Transluminal washout and debridement of extraluminal contamination as an adjunct to endoscopic defect repair.

BACKGROUND AND AIMS: GI tract perforations and anastomotic dehiscence are increasingly effectively being repaired endoscopically; however, well-known and long-held surgical principles must still be honored. One important principle is that significant extraluminal contamination must be washed out, debrided, and drained in conjunction with repair of the defect if the wound is to effectively heal and resolve. Here we describe the use of endoscopic washout and debridement of extraluminal contamination at the time of luminal defect closure in a 7-patient series at our institution, with video demonstration of 2 patients in the series.
METHODS: We reviewed a series of 7 patients at our institution and provide a video demonstration of the described technique in 2 patients. A 50-year-old man with decompensated liver cirrhosis presented with a large distal esophageal disruption secondary to a severe Minnesota tube injury. Extensive thoracic and mediastinal contamination of solid and liquid debris was removed and washed out endoscopically, followed by esophageal defect repair. Closure of the defect with overlapping, fully covered, esophageal stents sutured in place was successful after attempts at repairing the primary disruption with suturing alone failed. A 49-year-old man with multiple endocrine neoplasia type 1 and multiple prior surgeries presented with an acute abdomen and sepsis secondary to a fully perforated duodenal ulcer.

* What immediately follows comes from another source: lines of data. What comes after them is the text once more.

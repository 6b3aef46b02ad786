//! Tag to factory registry

use std::collections::{BTreeSet, HashMap};
use std::fmt;
use std::sync::Arc;

use super::node::{Node, RecordNode};
use super::Tag;
use crate::error::{NodeError, NodeResult};
use crate::observability::Logger;
use crate::schema::{Kind, KindId, SchemaError, SchemaResult};
use crate::store::Address;

/// Builds the typed wrapper for a record at an address
pub type NodeFactory = Arc<dyn Fn(Address) -> Box<dyn Node> + Send + Sync>;

struct Registration {
    kind: Kind,
    factory: NodeFactory,
}

/// Maps tags to node kinds and back.
///
/// Built during startup and then shared read-only.
#[derive(Default)]
pub struct NodeTypeRegistry {
    by_tag: HashMap<Tag, Registration>,
    by_kind: HashMap<KindId, Tag>,
    reserved: BTreeSet<Tag>,
}

impl NodeTypeRegistry {
    pub fn new() -> Self {
        Self::default()
    }

    /// Binds `tag` to `kind` and its factory.
    pub fn register<F>(&mut self, tag: Tag, kind: &Kind, factory: F) -> SchemaResult<()>
    where
        F: Fn(Address) -> Box<dyn Node> + Send + Sync + 'static,
    {
        if self.reserved.contains(&tag) {
            return Err(SchemaError::reserved_tag(tag as u32));
        }
        if let Some(existing) = self.by_tag.get(&tag) {
            return Err(SchemaError::duplicate_tag(tag as u32, existing.kind.name()));
        }
        if kind.is_abstract() {
            return Err(SchemaError::not_instantiable(kind.name(), "kind is abstract"));
        }
        if !kind.is_node() {
            return Err(SchemaError::not_instantiable(kind.name(), "struct kinds have no tag"));
        }
        if let Some(&existing) = self.by_kind.get(&kind.id()) {
            return Err(SchemaError::kind_already_registered(kind.name(), existing as u32));
        }

        self.by_tag.insert(
            tag,
            Registration {
                kind: kind.clone(),
                factory: Arc::new(factory),
            },
        );
        self.by_kind.insert(kind.id(), tag);

        Logger::trace(
            "NODE_KIND_REGISTERED",
            &[("kind", kind.name()), ("tag", &format!("{:#06x}", tag))],
        );
        Ok(())
    }

    /// Like [`register`](Self::register) for tags that arrive as wider
    /// integers, such as configuration values.
    pub fn register_raw<F>(&mut self, tag: u32, kind: &Kind, factory: F) -> SchemaResult<()>
    where
        F: Fn(Address) -> Box<dyn Node> + Send + Sync + 'static,
    {
        let tag = Tag::try_from(tag).map_err(|_| SchemaError::tag_out_of_range(tag))?;
        self.register(tag, kind, factory)
    }

    /// Registers `kind` with the generic [`RecordNode`] wrapper.
    pub fn register_record(&mut self, tag: Tag, kind: &Kind) -> SchemaResult<()> {
        self.register(tag, kind, move |address| {
            Box::new(RecordNode::new(address, tag))
        })
    }

    /// Blocks `tag` from ever being registered.
    pub fn reserve(&mut self, tag: Tag) -> SchemaResult<()> {
        if let Some(existing) = self.by_tag.get(&tag) {
            return Err(SchemaError::duplicate_tag(tag as u32, existing.kind.name()));
        }
        if self.reserved.insert(tag) {
            Logger::trace("NODE_TAG_RESERVED", &[("tag", &format!("{:#06x}", tag))]);
        }
        Ok(())
    }

    pub fn reserve_raw(&mut self, tag: u32) -> SchemaResult<()> {
        let tag = Tag::try_from(tag).map_err(|_| SchemaError::tag_out_of_range(tag))?;
        self.reserve(tag)
    }

    /// Hydrates the record at `address` using the factory for `tag`.
    pub fn create_node(&self, address: Address, tag: Tag) -> NodeResult<Box<dyn Node>> {
        match self.by_tag.get(&tag) {
            Some(registration) => Ok((registration.factory)(address)),
            None => Err(unknown_tag(address, tag)),
        }
    }

    /// Kind for a tag read from the record at `address`.
    pub fn require_kind(&self, address: Address, tag: Tag) -> NodeResult<&Kind> {
        self.kind_for_tag(tag)
            .ok_or_else(|| unknown_tag(address, tag))
    }

    pub fn kind_for_tag(&self, tag: Tag) -> Option<&Kind> {
        self.by_tag.get(&tag).map(|r| &r.kind)
    }

    pub fn tag_for_kind(&self, kind: &Kind) -> Option<Tag> {
        self.tag_for_kind_id(kind.id())
    }

    pub fn tag_for_kind_id(&self, id: KindId) -> Option<Tag> {
        self.by_kind.get(&id).copied()
    }

    pub fn is_registered_kind(&self, kind: &Kind) -> bool {
        self.by_kind.contains_key(&kind.id())
    }

    pub fn is_reserved(&self, tag: Tag) -> bool {
        self.reserved.contains(&tag)
    }

    /// Registered tags and kinds in tag order
    pub fn registered(&self) -> Vec<(Tag, &Kind)> {
        let mut entries: Vec<_> = self
            .by_tag
            .iter()
            .map(|(&tag, registration)| (tag, &registration.kind))
            .collect();
        entries.sort_by_key(|(tag, _)| *tag);
        entries
    }

    pub fn reserved_tags(&self) -> Vec<Tag> {
        self.reserved.iter().copied().collect()
    }

    pub fn len(&self) -> usize {
        self.by_tag.len()
    }

    pub fn is_empty(&self) -> bool {
        self.by_tag.is_empty()
    }
}

fn unknown_tag(address: Address, tag: Tag) -> NodeError {
    Logger::error(
        "NODE_INDEX_CORRUPTION",
        &[
            ("address", &address.to_string()),
            ("tag", &format!("{:#06x}", tag)),
        ],
    );
    NodeError::UnknownTag { tag, address }
}

impl fmt::Debug for NodeTypeRegistry {
    fn fmt(&self, f: &mut fmt::Formatter<'_>) -> fmt::Result {
        f.debug_struct("NodeTypeRegistry")
            .field("registered", &self.by_tag.len())
            .field("reserved", &self.reserved)
            .finish()
    }
}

Extensive endoscopic washout and lavage of the purulent liquid and semiliquid debris covering the liver, stomach, and adjacent structures was performed, followed by closure of the perforation by endoscopic suturing. A percutaneous pigtailed drainage catheter was placed in the extraluminal cavity to facilitate postoperative drainage, followed by placement of a PEG with jejunal extension for enteric exclusion and nutrition.
RESULTS: The results for all 7 patients were reviewed. The overall rate of technical success, defined as effective repair of the luminal defect and drainage of extraluminal contamination, was 100%. The overall rate of clinical success, defined as clinical recovery and return to the patient's previous state of health, was 86% because 1 patient died because of severe concomitant disease. The length of time from the described procedure to hospital discharge ranged from 8 to 52 days (mean, 27 days).
CONCLUSION: Endoscopic washout and debridement can effectively and immediately address extraluminal contamination at the time of endoscopic luminal defect repair in appropriately selected patients. Therefore, it may represent a valuable option to address this clinical situation when a more conventional surgical approach is problematic. A more structured study should be considered for the development and validation of this approach.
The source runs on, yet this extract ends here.